Des tumeurs du foie chez des souris exposées au bisphénol A (BPA) in utero et durant l’allaitement, c’est la constatation de chercheurs de l’Université du Michigan. Les conclusions, à paraître dans la revue Environmental Health Perspectives, montrent également un effet dose dépendant, plus les mères sont exposées, plus le risque de tumeur est élevé.
Le bisphénol A, ou BPA, est un produit chimique couramment utilisé dans les matières plastiques, les reçus de caisse et le revêtement de boîtes de conserve et autres contenants alimentaires. Des études ont estimé qu’au moins 90% de la population présentent des niveaux décelables de BPA dans le corps.

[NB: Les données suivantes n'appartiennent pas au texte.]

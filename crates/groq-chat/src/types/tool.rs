use serde::{Deserialize, Serialize};
use serde_json::Value;

/// Function tool offered to the model
#[derive(Debug, Clone, PartialEq, Serialize, Deserialize)]
pub struct Tool {
    #[serde(rename = "type")]
    pub tool_type: String, // "function"
    pub function: FunctionDefinition,
}

#[derive(Debug, Clone, PartialEq, Serialize, Deserialize)]
pub struct FunctionDefinition {
    pub name: String,

    #[serde(skip_serializing_if = "Option::is_none")]
    pub description: Option<String>,

    /// JSON Schema for parameters
    pub parameters: Value,
}

impl Tool {
    pub fn function(name: impl Into<String>, description: impl Into<String>, parameters: Value) -> Self {
        Self {
            tool_type: "function".to_string(),
            function: FunctionDefinition {
                name: name.into(),
                description: Some(description.into()),
                parameters,
            },
        }
    }
}

/// Tool call emitted by the assistant
#[derive(Debug, Clone, PartialEq, Serialize, Deserialize)]
pub struct ToolCall {
    pub id: String,

    #[serde(rename = "type")]
    pub tool_type: String,

    pub function: FunctionCall,
}

#[derive(Debug, Clone, PartialEq, Serialize, Deserialize)]
pub struct FunctionCall {
    pub name: String,
    /// Raw JSON-encoded arguments, exactly as the model produced them
    pub arguments: String,
}

impl ToolCall {
    pub fn parse_arguments<T: serde::de::DeserializeOwned>(&self) -> Result<T, serde_json::Error> {
        serde_json::from_str(&self.function.arguments)
    }
}

#[derive(Debug, Clone, Copy, PartialEq, Eq, Serialize, Deserialize)]
#[serde(rename_all = "lowercase")]
pub enum ToolChoiceMode {
    Auto,
    None,
    Required,
}

/// `tool_choice` request parameter
#[derive(Debug, Clone, PartialEq, Serialize, Deserialize)]
#[serde(untagged)]
pub enum ToolChoice {
    Mode(ToolChoiceMode),

    /// Force one named function
    Function {
        #[serde(rename = "type")]
        tool_type: String,
        function: ToolChoiceFunction,
    },
}

#[derive(Debug, Clone, PartialEq, Serialize, Deserialize)]
pub struct ToolChoiceFunction {
    pub name: String,
}

impl ToolChoice {
    pub fn auto() -> Self {
        Self::Mode(ToolChoiceMode::Auto)
    }

    pub fn none() -> Self {
        Self::Mode(ToolChoiceMode::None)
    }

    pub fn required() -> Self {
        Self::Mode(ToolChoiceMode::Required)
    }

    pub fn force(name: impl Into<String>) -> Self {
        Self::Function {
            tool_type: "function".to_string(),
            function: ToolChoiceFunction { name: name.into() },
        }
    }
}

Les chercheurs ont nourri durant 6 semaines des souris femelles avec une dose de BPA avant l’accouplement, puis tout au long de la grossesse et l’allaitement. Ils ont ensuite pris un mâle et une femelle de chaque portée et les ont suivis jusqu’à 10 mois. Leur étude montre que 23% des souris exposées par l’alimentation de leur mère, à la plus élevée des 3 doses testées de BPA, ont développé des tumeurs du foie et des lésions précancéreuses. Plus la dose est importante, plus l’incidence des tumeurs est élevée : ainsi les souris dont les mères ont reçu la dose la plus élevée soit 50 mg de BPA par kg de nourriture ont un risque multiplié par 7 de tumeurs du foie que les souris de mères non exposées (OR : 7.23).
· Ce développement tumoral est identique quel que soit le sexe- alors que les femelles sont normalement à risque moindre de développement spontané du cancer du foie.
· Enfin, il est lié non à une exposition directe mais indirecte via la mère.
La recherche se poursuit : L’étape suivante est de rechercher chez des souris exposées via leur mère, des biomarqueurs génétiques ou épigénétiques qui pourraient signaler de manière précoce le risque de cancer, puis d’identifier les biomarqueurs équivalents chez l’Homme. La même équipe avait trouvé, lors d’une précédente étude, du BPA dans les tissus du foie de fœtus humain,- ce qui suggère l’importance de l’exposition in utero- ainsi qu’une concentration élevée de formes conjuguées libres (non métabolisées) de BPA- ce qui suggère une capacité moindre chez le fœtus à éliminer les substances toxiques.
C’est l’une des premières études à rapporter une association statistiquement significative entre l’exposition au BPA et des tumeurs cancéreuses, dans n’importe quel organe. Elle suggère que l’exposition précoce au BPA pourrait aussi avoir des conséquences pour la santé humaine.
D’autant que les effets indésirables probables sur le foie font déjà partie des dernières conclusions de l’Agence européenne de sécurité sanitaire (EFSA) sur les effets liés à l’exposition au BPA. L’EFSA vient tout juste de recommander dans l’attente des résultats de l’évaluation américaine en cours, de diviser par 10 la dose journalière tolérable (DJT).